He did not want to talk about whether there had been violence between him and his daughter’s mother and stated that he did not want to talk about his daughter or grandchildren or his past relationships.
The defendant reported that he was finding it difficult with his family as his only social interaction. He described visits to his family as “boring” and his sister always asks him to “work” around their property in order to get food to eat. He stated that his sister, brother-in-law and family friends were “spiteful” to him and he always has to pay his own way, purchase any food, smokes and any other thing, while at their home.
Although the defendant said he thought it would be good to live with his brother, who lives in Sydney, he added that he wanted his “independence”.
The defendant said it was over two years since he had consumed alcohol, and denied any cravings for it. He denied recent use of illicit drugs apart from “one cone” when he visited a brother.
The defendant became quite agitated and angry when issues concerning sex offender treatment in relation to the Index Offences were raised with him. He has untreated risk factors for reoffending, is resistant to such treatment, and denies he poses a risk or needs treatment.
On the Static-99R scale, the defendant was placed in the Above Average Risk level for being charged with, or convicted of, a further sexual offence.
Applying the Risk of Sexual Violence Protocol, consideration of the dynamic risk factors indicates they are in the Moderate range. The dynamic factors associated with the defendant’s risk of sexually re-offending fall across five scales: the Sexual Violence Scale (use of physical coercion); Psychological Adjustment Scale (problems with minimisation, problems with self-awareness and stress and coping); Mental Disorder Scale (intellectual disability, and history of substance abuse and alcohol problems); Social Adjustment Scale (problems with intimate and non-intimate relationships); Manageability Scale (problems with treatment, planning and supervision). In particular:
In respect of the Social Adjustment Scale, the defendant is experiencing difficulties with his place of residence due to a belief that one or possibly two women work as sex workers from the units underneath and to one side of his own.

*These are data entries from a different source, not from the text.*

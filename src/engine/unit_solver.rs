// ============================================================================
// Unit Solver
// Derives integer component units and a shared natural unit for a basket
// ============================================================================

use super::decimal_resolver::{minimum_natural_unit, DecimalResolver};
use super::pricing::{exact_required_units, implied_price_at, relative_error};
use crate::domain::{
    BasketError, BasketResult, BasketUnitsResult, Component, PriceErrorTolerance, SolverConfig,
    TokenAddress, REFERENCE_DECIMALS,
};
use crate::interfaces::DecimalReader;
use crate::numeric::{pow10_u128, ExactRatio, NumericError, NumericResult, MAX_U128_EXPONENT};
use rust_decimal::Decimal;
use std::cmp::Ordering;

#[cfg(feature = "serde")]
use serde::{Deserialize, Serialize};

/// Unit Solver
///
/// Finds the coarsest natural unit (a power of ten) whose ceiling-rounded
/// component units price one basket token within the configured tolerance
/// of the target price.
///
/// # Example
/// ```text
/// Two 18-decimal tokens at $2, 50/50, target $10:
///   required units per basket token: 2.5e18 each
///   natural unit 1:  units [3, 3]   → implied $12, error 20%
///   natural unit 10: units [25, 25] → implied $10, error 0%
/// ```
#[derive(Debug, Clone, Default)]
pub struct UnitSolver {
    config: SolverConfig,
}

/// Why the refinement loop stopped.
#[derive(Debug, Clone, Copy, PartialEq, Eq)]
#[cfg_attr(feature = "serde", derive(Serialize, Deserialize))]
pub enum StopReason {
    /// The implied price is within tolerance
    ToleranceMet,
    /// A finer natural unit no longer reduced the error
    Stalled,
    /// The configured iteration cap was reached
    IterationCap,
    /// The next natural unit does not fit the integer range
    Overflow,
}

/// Solver result together with refinement diagnostics.
#[derive(Debug, Clone, PartialEq, Eq)]
#[cfg_attr(feature = "serde", derive(Serialize, Deserialize))]
pub struct SolveReport {
    pub result: BasketUnitsResult,

    /// Basket price implied by the returned units
    pub implied_price: Decimal,

    /// `|implied - target| / target`
    pub price_error: Decimal,

    /// Refinement passes attempted
    pub iterations: u32,

    pub stop_reason: StopReason,
}

impl SolveReport {
    pub fn tolerance_met(&self) -> bool {
        self.stop_reason == StopReason::ToleranceMet
    }
}

/// Validated, per-component inputs of one calculation.
struct BasketInputs<'a> {
    decimals: &'a [u8],
    prices: Vec<ExactRatio>,
    /// `proportion × target_price / price × 10^decimals`, unrounded
    required_units: Vec<ExactRatio>,
    target_price: ExactRatio,
}

/// Units evaluated at one natural unit.
struct Candidate {
    natural_unit_exp: u32,
    units: Vec<u128>,
    implied_price: ExactRatio,
    error: ExactRatio,
}

impl UnitSolver {
    /// Create a solver from a validated configuration
    pub fn new(config: SolverConfig) -> BasketResult<Self> {
        config.validate()?;
        Ok(Self { config })
    }

    pub fn config(&self) -> &SolverConfig {
        &self.config
    }

    /// Solve for a list of fully described components.
    pub fn solve(
        &self,
        components: &[Component],
        target_price: Decimal,
    ) -> BasketResult<BasketUnitsResult> {
        Ok(self.solve_report(components, target_price)?.result)
    }

    /// Solve with an explicit tolerance instead of the configured one.
    pub fn solve_with_tolerance(
        &self,
        components: &[Component],
        target_price: Decimal,
        tolerance: PriceErrorTolerance,
    ) -> BasketResult<BasketUnitsResult> {
        let (decimals, prices, proportions) = split_components(components);
        let report = self.run(&decimals, &prices, &proportions, target_price, tolerance)?;
        Ok(report.result)
    }

    /// Solve and return refinement diagnostics alongside the result.
    pub fn solve_report(
        &self,
        components: &[Component],
        target_price: Decimal,
    ) -> BasketResult<SolveReport> {
        let (decimals, prices, proportions) = split_components(components);
        self.run(
            &decimals,
            &prices,
            &proportions,
            target_price,
            self.config.tolerance()?,
        )
    }

    /// Resolve component decimals through `reader`, then solve.
    ///
    /// Unreadable components use the configured default decimals.
    pub fn solve_with_reader<R>(
        &self,
        reader: &R,
        components: &[TokenAddress],
        prices: &[Decimal],
        proportions: &[Decimal],
        target_price: Decimal,
    ) -> BasketResult<BasketUnitsResult>
    where
        R: DecimalReader + ?Sized,
    {
        check_lengths(
            components.len(),
            &[("prices", prices.len()), ("proportions", proportions.len())],
        )?;

        let resolved = DecimalResolver::from_config(&self.config).resolve(reader, components);
        let decimals = resolved.decimals();
        let report = self.run(
            &decimals,
            prices,
            proportions,
            target_price,
            self.config.tolerance()?,
        )?;
        Ok(report.result)
    }

    /// Validate inputs and run the refinement loop.
    pub fn solve_raw(
        &self,
        decimals: &[u8],
        prices: &[Decimal],
        proportions: &[Decimal],
        target_price: Decimal,
        tolerance: PriceErrorTolerance,
    ) -> BasketResult<SolveReport> {
        self.run(decimals, prices, proportions, target_price, tolerance)
    }

    fn run(
        &self,
        decimals: &[u8],
        prices: &[Decimal],
        proportions: &[Decimal],
        target_price: Decimal,
        tolerance: PriceErrorTolerance,
    ) -> BasketResult<SolveReport> {
        let inputs = validate_inputs(decimals, prices, proportions, target_price)?;
        let tolerance = ExactRatio::from_decimal(tolerance.as_fraction())?;
        self.refine(&inputs, tolerance)
    }

    fn refine(
        &self,
        inputs: &BasketInputs<'_>,
        tolerance: ExactRatio,
    ) -> BasketResult<SolveReport> {
        let mut natural_unit_exp = initial_natural_unit_exp(inputs)?;
        // No previous error on the first pass
        let mut previous_error: Option<ExactRatio> = None;
        let mut best: Option<Candidate> = None;
        let mut iterations = 0u32;

        let stop_reason = loop {
            iterations += 1;

            let candidate = match evaluate(inputs, natural_unit_exp) {
                Ok(candidate) => candidate,
                Err(err) if best.is_some() => {
                    tracing::warn!(
                        "Refinement stopped at natural unit 10^{}: {}",
                        natural_unit_exp,
                        err
                    );
                    break StopReason::Overflow;
                }
                Err(err) => return Err(err.into()),
            };

            tracing::debug!(
                "Refinement pass {}: natural unit 10^{}, units {:?}",
                iterations,
                candidate.natural_unit_exp,
                candidate.units
            );

            let error = candidate.error;
            let improving = match &previous_error {
                Some(previous) => error.checked_cmp(previous)? == Ordering::Less,
                None => true,
            };
            let is_best = match &best {
                Some(b) => error.checked_cmp(&b.error)? == Ordering::Less,
                None => true,
            };
            if is_best {
                best = Some(candidate);
            }

            if error.checked_cmp(&tolerance)? != Ordering::Greater {
                break StopReason::ToleranceMet;
            }
            if !improving {
                break StopReason::Stalled;
            }
            if iterations >= self.config.max_iterations {
                tracing::warn!(
                    "Refinement hit the {} iteration cap with error above tolerance {}",
                    self.config.max_iterations,
                    tolerance.to_decimal()?
                );
                break StopReason::IterationCap;
            }
            if natural_unit_exp >= MAX_U128_EXPONENT {
                tracing::warn!(
                    "Natural unit 10^{} cannot grow further, keeping best candidate",
                    natural_unit_exp
                );
                break StopReason::Overflow;
            }

            previous_error = Some(error);
            natural_unit_exp += 1;
        };

        let best = best.ok_or(BasketError::Numeric(NumericError::InvalidInput))?;
        let natural_unit = pow10_u128(best.natural_unit_exp)?;
        let implied_price = best.implied_price.to_decimal()?;
        let price_error = best.error.to_decimal()?;

        tracing::debug!(
            "Basket units {:?} at natural unit {} after {} passes ({:?}): price {}, error {}",
            best.units,
            natural_unit,
            iterations,
            stop_reason,
            implied_price,
            price_error
        );

        Ok(SolveReport {
            result: BasketUnitsResult::new(best.units, natural_unit),
            implied_price,
            price_error,
            iterations,
            stop_reason,
        })
    }
}

/// Calculate basket units with the default iteration cap.
///
/// `percent_error` is a percentage (`10` accepts an implied price within 10%
/// of `target_price`). `components` only fixes the expected length and order.
pub fn calculate_units(
    components: &[TokenAddress],
    decimals: &[u8],
    prices: &[Decimal],
    proportions: &[Decimal],
    target_price: Decimal,
    percent_error: Decimal,
) -> BasketResult<BasketUnitsResult> {
    check_lengths(
        components.len(),
        &[
            ("decimals", decimals.len()),
            ("prices", prices.len()),
            ("proportions", proportions.len()),
        ],
    )?;

    let tolerance = PriceErrorTolerance::from_percent(percent_error)?;
    let solver = UnitSolver::new(SolverConfig::new(percent_error))?;
    Ok(solver
        .run(decimals, prices, proportions, target_price, tolerance)?
        .result)
}

// ============================================================================
// Validation
// ============================================================================

fn check_lengths(expected: usize, fields: &[(&'static str, usize)]) -> BasketResult<()> {
    for &(field, actual) in fields {
        if actual != expected {
            return Err(BasketError::LengthMismatch {
                field,
                expected,
                actual,
            });
        }
    }
    Ok(())
}

fn validate_inputs<'a>(
    decimals: &'a [u8],
    prices: &[Decimal],
    proportions: &[Decimal],
    target_price: Decimal,
) -> BasketResult<BasketInputs<'a>> {
    check_lengths(
        decimals.len(),
        &[("prices", prices.len()), ("proportions", proportions.len())],
    )?;

    if decimals.is_empty() {
        return Err(BasketError::EmptyBasket);
    }

    if target_price <= Decimal::ZERO {
        return Err(BasketError::NonPositive {
            field: "target_price",
            index: None,
            value: target_price,
        });
    }

    for (index, &value) in decimals.iter().enumerate() {
        if value > REFERENCE_DECIMALS {
            return Err(BasketError::InvalidDecimals { index, value });
        }
    }

    for (index, &value) in prices.iter().enumerate() {
        if value <= Decimal::ZERO {
            return Err(BasketError::NonPositive {
                field: "prices",
                index: Some(index),
                value,
            });
        }
    }

    let mut sum = Decimal::ZERO;
    for (index, &value) in proportions.iter().enumerate() {
        if value <= Decimal::ZERO {
            return Err(BasketError::NonPositive {
                field: "proportions",
                index: Some(index),
                value,
            });
        }
        if value > Decimal::ONE {
            return Err(BasketError::ProportionAboveOne { index, value });
        }
        sum += value;
    }

    if sum != Decimal::ONE {
        return Err(BasketError::ProportionSum { sum });
    }

    let target_price = ExactRatio::from_decimal(target_price)?;
    let prices = prices
        .iter()
        .map(|price| ExactRatio::from_decimal(*price))
        .collect::<NumericResult<Vec<_>>>()?;
    let required_units = decimals
        .iter()
        .zip(&prices)
        .zip(proportions)
        .map(|((&decimals, &price), &proportion)| {
            exact_required_units(decimals, price, proportion, target_price)
        })
        .collect::<NumericResult<Vec<_>>>()?;

    Ok(BasketInputs {
        decimals,
        prices,
        required_units,
        target_price,
    })
}

fn split_components(components: &[Component]) -> (Vec<u8>, Vec<Decimal>, Vec<Decimal>) {
    let decimals = components.iter().map(|c| c.decimals).collect();
    let prices = components.iter().map(|c| c.price).collect();
    let proportions = components.iter().map(|c| c.proportion).collect();
    (decimals, prices, proportions)
}

// ============================================================================
// Refinement Steps
// ============================================================================

/// Exponent of the starting natural unit.
///
/// `18 - exponent(min required units)`, raised to the floor implied by the
/// smallest component decimal.
///
/// # Errors
/// Returns `Numeric(Overflow)` when the natural unit would exceed `10^38`,
/// the largest power of ten a `u128` holds.
fn initial_natural_unit_exp(inputs: &BasketInputs<'_>) -> BasketResult<u32> {
    let mut min_exponent = i32::MAX;
    for required in &inputs.required_units {
        min_exponent = min_exponent.min(required.exponent()?);
    }

    let derived_exp = i32::from(REFERENCE_DECIMALS) - min_exponent;
    let floor_exp = minimum_natural_unit(inputs.decimals).ilog10() as i32;
    let exp = derived_exp.max(floor_exp);

    tracing::trace!(
        "Initial natural unit: derived 10^{}, floor 10^{}",
        derived_exp,
        floor_exp
    );

    if exp > MAX_U128_EXPONENT as i32 {
        tracing::warn!(
            "Natural unit 10^{} exceeds the u128 range for these components",
            exp
        );
        return Err(BasketError::Numeric(NumericError::Overflow));
    }
    Ok(exp as u32)
}

/// Units and price error at natural unit `10^natural_unit_exp`.
fn evaluate(inputs: &BasketInputs<'_>, natural_unit_exp: u32) -> NumericResult<Candidate> {
    // required × natural_unit / 10^18
    let exp = natural_unit_exp as i32 - i32::from(REFERENCE_DECIMALS);
    let units = inputs
        .required_units
        .iter()
        .map(|required| -> NumericResult<u128> { Ok(required.shift(exp)?.ceil_u128()?.max(1)) })
        .collect::<NumericResult<Vec<_>>>()?;

    let implied_price =
        implied_price_at(&units, natural_unit_exp, &inputs.prices, inputs.decimals)?;
    let error = relative_error(implied_price, inputs.target_price)?;

    Ok(Candidate {
        natural_unit_exp,
        units,
        implied_price,
        error,
    })
}

// ============================================================================
// Tests
// ============================================================================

He is aware of men, who live in the unit complex, visiting those units, which is causing him distress, and he stated that he cannot ignore what he hears and believes is occurring;
In respect of the Manageability Scale, the defendant did not engage with sex offender specific treatment in custody and during assessment became very agitated about this. He participated in some community based treatment but he did not complete a comprehensive treatment program. He denied the need to participate in treatment.
The defendant’s risk of reoffending could escalate if he does not receive appropriate support to reintegrate into the community, or if his family relationships deteriorate. He stated that “everything will change after he gets his driver’s licence” but was unable to say how.
The defendant is unable to discuss his thoughts prior to, during and following the Index Offences. He does not demonstrate any insight into the inappropriateness of his conduct and denies that his behaviour harmed the victim.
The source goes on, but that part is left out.